Task brief:
On how many lines of the records below does the string "post" appear? Reply with only the number.

Dataset extract:
┄┄┄┄┄┄┄┄┄┄┄┄┄┄┄┄┄┄┄┄

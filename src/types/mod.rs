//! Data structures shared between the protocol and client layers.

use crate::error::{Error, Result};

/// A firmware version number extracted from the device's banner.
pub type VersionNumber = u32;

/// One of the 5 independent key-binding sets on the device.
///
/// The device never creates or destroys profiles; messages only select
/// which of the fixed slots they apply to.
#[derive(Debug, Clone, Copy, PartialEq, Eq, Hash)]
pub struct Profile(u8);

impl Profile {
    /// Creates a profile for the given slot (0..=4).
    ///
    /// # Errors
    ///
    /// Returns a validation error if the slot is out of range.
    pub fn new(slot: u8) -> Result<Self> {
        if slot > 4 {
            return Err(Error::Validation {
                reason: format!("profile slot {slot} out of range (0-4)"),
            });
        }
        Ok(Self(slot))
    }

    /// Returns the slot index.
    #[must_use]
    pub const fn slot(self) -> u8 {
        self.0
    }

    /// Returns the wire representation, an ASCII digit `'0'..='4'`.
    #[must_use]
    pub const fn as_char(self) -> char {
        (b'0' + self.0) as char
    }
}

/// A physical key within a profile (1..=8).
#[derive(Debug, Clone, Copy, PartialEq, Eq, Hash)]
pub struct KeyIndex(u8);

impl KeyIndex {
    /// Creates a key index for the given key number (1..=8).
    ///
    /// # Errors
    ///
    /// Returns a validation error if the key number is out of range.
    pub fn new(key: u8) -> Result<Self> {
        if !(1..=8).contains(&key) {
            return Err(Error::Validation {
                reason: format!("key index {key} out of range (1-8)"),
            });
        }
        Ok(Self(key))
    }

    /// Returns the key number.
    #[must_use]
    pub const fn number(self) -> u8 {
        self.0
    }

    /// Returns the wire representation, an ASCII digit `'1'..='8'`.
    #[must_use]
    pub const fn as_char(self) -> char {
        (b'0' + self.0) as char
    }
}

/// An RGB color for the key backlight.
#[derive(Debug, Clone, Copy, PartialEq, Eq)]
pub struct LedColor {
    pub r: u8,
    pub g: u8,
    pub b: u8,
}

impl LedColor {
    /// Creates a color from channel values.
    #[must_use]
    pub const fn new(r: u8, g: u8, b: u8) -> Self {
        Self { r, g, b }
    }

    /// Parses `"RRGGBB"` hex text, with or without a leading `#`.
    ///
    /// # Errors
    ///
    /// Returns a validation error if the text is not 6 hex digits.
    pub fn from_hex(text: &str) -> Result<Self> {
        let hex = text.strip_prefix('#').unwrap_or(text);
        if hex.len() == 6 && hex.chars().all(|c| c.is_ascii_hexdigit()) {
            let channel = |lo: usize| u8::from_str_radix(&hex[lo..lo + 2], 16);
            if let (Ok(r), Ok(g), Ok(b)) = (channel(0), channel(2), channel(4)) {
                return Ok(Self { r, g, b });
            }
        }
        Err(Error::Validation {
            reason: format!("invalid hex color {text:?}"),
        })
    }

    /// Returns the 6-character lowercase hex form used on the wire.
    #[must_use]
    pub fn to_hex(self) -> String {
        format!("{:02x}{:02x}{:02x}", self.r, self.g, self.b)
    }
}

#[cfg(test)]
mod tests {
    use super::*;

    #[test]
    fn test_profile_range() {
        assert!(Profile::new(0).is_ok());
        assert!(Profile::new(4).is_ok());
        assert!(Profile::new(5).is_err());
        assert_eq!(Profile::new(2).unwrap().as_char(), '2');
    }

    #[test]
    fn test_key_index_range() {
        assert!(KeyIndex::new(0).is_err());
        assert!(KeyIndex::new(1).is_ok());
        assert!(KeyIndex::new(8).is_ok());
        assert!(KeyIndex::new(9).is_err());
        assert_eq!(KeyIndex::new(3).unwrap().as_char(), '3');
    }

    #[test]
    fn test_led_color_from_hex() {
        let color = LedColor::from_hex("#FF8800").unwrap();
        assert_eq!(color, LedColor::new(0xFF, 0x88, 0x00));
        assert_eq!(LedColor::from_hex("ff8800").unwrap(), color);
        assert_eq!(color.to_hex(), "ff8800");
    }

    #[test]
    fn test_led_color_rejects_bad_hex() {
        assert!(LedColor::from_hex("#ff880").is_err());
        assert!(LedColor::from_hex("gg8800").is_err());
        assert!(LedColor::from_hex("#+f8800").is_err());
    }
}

┄┄┄┄┄┄┄┄┄┄┄┄┄┄┄┄┄┄┄┄

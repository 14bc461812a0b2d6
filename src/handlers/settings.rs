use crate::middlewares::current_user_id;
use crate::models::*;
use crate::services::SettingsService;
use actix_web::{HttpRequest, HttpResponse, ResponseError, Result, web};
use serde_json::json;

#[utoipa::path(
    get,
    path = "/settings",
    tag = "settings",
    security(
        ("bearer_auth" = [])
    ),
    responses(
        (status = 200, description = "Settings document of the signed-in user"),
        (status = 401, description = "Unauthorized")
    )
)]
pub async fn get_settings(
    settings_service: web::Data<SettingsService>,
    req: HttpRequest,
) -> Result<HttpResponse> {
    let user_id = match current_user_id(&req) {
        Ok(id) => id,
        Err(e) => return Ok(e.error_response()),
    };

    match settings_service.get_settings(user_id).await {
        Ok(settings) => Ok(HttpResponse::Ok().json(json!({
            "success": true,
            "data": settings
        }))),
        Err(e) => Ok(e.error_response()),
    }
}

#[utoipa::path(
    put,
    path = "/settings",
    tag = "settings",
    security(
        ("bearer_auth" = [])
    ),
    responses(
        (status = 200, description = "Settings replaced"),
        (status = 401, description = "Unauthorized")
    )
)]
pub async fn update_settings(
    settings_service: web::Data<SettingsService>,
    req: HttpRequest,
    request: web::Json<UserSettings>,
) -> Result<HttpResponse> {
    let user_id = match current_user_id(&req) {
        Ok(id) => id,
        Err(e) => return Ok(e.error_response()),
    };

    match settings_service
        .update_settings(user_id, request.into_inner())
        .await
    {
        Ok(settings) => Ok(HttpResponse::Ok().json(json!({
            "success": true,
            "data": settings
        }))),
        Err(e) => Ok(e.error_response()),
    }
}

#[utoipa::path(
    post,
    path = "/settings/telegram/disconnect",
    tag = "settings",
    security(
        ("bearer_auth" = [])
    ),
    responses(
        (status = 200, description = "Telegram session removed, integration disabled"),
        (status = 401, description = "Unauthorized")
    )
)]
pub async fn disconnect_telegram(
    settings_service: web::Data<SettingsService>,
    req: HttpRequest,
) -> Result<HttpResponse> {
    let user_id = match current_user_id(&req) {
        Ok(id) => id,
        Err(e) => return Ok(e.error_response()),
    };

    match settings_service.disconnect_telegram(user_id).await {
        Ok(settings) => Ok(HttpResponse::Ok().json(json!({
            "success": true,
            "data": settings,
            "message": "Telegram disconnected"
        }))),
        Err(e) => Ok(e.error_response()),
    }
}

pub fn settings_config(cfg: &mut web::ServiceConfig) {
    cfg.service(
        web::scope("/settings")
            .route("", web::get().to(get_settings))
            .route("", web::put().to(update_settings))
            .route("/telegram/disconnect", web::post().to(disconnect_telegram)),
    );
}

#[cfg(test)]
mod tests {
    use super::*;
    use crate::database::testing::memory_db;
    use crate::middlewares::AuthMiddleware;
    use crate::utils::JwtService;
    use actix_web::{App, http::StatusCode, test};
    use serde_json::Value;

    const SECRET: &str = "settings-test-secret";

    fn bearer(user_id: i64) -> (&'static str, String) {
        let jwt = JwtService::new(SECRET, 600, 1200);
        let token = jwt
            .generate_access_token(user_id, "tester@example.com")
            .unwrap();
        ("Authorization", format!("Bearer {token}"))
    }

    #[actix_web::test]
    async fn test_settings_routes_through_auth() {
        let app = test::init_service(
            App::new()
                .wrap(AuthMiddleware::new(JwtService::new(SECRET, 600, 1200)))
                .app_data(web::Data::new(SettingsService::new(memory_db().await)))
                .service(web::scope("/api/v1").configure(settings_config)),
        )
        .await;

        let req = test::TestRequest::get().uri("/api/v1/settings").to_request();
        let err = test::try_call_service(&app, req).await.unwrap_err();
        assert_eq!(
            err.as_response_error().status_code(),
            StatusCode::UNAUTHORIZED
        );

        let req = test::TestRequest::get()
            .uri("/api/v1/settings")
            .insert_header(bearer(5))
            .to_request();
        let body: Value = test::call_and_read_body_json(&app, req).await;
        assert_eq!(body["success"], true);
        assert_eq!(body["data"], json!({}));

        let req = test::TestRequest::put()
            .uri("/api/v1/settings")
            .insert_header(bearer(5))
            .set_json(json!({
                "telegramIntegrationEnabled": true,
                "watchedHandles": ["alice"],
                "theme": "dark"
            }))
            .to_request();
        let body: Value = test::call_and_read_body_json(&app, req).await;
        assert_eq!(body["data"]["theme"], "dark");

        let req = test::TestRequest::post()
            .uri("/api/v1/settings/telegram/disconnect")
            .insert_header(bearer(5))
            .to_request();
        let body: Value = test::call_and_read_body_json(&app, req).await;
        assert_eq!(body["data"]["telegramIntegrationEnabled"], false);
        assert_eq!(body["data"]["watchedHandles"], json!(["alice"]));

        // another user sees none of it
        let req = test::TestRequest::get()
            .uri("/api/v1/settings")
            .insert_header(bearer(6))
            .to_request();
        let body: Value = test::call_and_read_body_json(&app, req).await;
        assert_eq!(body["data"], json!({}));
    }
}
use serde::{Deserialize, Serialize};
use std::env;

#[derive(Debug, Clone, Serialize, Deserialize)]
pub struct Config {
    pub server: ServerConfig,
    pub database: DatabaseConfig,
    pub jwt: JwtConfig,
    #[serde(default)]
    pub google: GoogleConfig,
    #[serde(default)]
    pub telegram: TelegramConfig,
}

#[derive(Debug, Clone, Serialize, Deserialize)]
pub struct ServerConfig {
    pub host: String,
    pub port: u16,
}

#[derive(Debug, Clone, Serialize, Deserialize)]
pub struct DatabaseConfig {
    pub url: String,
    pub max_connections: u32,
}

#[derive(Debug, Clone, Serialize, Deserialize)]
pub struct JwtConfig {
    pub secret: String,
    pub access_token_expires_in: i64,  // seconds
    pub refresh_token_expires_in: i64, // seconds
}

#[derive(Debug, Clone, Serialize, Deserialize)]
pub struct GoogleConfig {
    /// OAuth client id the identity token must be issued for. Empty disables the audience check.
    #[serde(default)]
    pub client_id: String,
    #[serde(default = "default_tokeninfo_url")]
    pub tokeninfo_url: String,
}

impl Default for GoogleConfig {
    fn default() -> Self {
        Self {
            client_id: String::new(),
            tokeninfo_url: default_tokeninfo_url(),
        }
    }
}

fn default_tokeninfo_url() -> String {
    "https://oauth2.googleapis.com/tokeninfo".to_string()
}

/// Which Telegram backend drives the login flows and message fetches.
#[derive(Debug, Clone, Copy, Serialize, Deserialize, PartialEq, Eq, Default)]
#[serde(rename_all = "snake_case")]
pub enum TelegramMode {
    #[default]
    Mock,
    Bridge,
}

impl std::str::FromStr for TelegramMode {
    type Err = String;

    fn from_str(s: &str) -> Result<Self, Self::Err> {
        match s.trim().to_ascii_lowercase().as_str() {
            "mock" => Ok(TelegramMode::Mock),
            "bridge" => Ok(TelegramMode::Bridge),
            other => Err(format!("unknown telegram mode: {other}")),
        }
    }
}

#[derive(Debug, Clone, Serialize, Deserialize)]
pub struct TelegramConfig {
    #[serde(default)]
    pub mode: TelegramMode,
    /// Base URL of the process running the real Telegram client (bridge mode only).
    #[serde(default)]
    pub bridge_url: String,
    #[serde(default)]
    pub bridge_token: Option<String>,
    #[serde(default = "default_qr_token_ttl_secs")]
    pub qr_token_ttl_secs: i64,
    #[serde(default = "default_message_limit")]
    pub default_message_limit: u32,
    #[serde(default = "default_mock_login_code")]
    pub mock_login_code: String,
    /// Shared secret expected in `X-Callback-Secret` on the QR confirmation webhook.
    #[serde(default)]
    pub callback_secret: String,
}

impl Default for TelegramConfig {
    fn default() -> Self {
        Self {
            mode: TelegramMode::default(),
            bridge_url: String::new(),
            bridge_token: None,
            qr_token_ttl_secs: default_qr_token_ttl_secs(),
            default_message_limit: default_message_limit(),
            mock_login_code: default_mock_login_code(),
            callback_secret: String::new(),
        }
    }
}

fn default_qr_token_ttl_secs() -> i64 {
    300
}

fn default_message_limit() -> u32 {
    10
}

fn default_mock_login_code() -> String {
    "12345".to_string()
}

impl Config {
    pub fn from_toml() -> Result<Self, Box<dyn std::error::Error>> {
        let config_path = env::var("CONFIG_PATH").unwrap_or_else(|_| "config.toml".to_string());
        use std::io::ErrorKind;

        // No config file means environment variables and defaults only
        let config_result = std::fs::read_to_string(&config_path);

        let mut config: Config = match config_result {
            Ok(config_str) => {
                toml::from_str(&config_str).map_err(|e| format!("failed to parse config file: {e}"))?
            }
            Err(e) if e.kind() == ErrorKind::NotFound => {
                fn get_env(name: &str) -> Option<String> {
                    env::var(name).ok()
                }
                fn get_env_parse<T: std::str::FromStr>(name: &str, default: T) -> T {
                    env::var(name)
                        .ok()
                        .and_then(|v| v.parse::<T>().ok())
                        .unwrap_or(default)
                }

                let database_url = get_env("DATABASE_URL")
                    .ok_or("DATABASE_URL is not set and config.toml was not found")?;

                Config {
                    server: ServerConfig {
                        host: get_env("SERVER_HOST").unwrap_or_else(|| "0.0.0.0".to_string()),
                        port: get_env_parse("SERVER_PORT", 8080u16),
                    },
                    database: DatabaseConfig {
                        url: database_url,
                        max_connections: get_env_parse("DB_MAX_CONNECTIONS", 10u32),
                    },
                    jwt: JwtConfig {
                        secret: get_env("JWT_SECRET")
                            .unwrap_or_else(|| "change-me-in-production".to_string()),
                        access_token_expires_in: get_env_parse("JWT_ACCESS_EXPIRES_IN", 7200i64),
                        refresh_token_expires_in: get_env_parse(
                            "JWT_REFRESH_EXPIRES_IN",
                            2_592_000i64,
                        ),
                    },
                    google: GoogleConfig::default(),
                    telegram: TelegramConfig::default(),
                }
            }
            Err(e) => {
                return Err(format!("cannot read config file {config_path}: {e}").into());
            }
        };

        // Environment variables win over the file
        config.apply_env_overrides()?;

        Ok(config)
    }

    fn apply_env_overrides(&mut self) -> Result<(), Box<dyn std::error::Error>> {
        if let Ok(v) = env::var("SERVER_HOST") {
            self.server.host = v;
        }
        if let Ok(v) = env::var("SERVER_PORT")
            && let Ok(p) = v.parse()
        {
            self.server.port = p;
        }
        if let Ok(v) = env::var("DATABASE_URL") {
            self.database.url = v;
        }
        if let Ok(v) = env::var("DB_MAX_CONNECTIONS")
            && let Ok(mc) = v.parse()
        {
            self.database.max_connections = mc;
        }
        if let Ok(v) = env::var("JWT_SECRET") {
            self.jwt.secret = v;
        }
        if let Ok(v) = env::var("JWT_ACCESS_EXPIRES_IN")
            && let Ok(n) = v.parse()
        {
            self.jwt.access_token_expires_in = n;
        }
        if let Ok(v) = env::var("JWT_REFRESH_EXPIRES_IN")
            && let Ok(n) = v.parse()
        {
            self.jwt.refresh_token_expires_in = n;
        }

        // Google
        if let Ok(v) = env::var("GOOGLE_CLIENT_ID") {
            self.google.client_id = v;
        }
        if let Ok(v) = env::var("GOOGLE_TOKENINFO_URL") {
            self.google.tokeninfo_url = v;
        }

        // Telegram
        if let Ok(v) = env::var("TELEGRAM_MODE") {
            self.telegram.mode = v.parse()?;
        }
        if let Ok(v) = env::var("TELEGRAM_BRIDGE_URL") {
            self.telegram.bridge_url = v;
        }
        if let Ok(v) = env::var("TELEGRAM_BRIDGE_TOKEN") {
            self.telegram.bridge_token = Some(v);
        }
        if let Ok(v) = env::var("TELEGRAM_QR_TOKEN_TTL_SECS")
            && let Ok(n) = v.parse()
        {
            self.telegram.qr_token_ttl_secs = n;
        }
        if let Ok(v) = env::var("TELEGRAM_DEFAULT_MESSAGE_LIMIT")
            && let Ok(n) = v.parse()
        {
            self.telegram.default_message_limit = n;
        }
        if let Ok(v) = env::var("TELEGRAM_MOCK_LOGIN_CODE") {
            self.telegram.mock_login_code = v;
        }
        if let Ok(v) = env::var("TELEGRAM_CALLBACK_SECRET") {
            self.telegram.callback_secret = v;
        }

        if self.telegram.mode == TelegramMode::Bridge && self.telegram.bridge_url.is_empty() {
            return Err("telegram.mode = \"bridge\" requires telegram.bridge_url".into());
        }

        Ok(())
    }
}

┄┄┄┄┄┄┄┄┄┄┄┄┄┄┄┄┄┄┄┄

Answer to the exercise:
3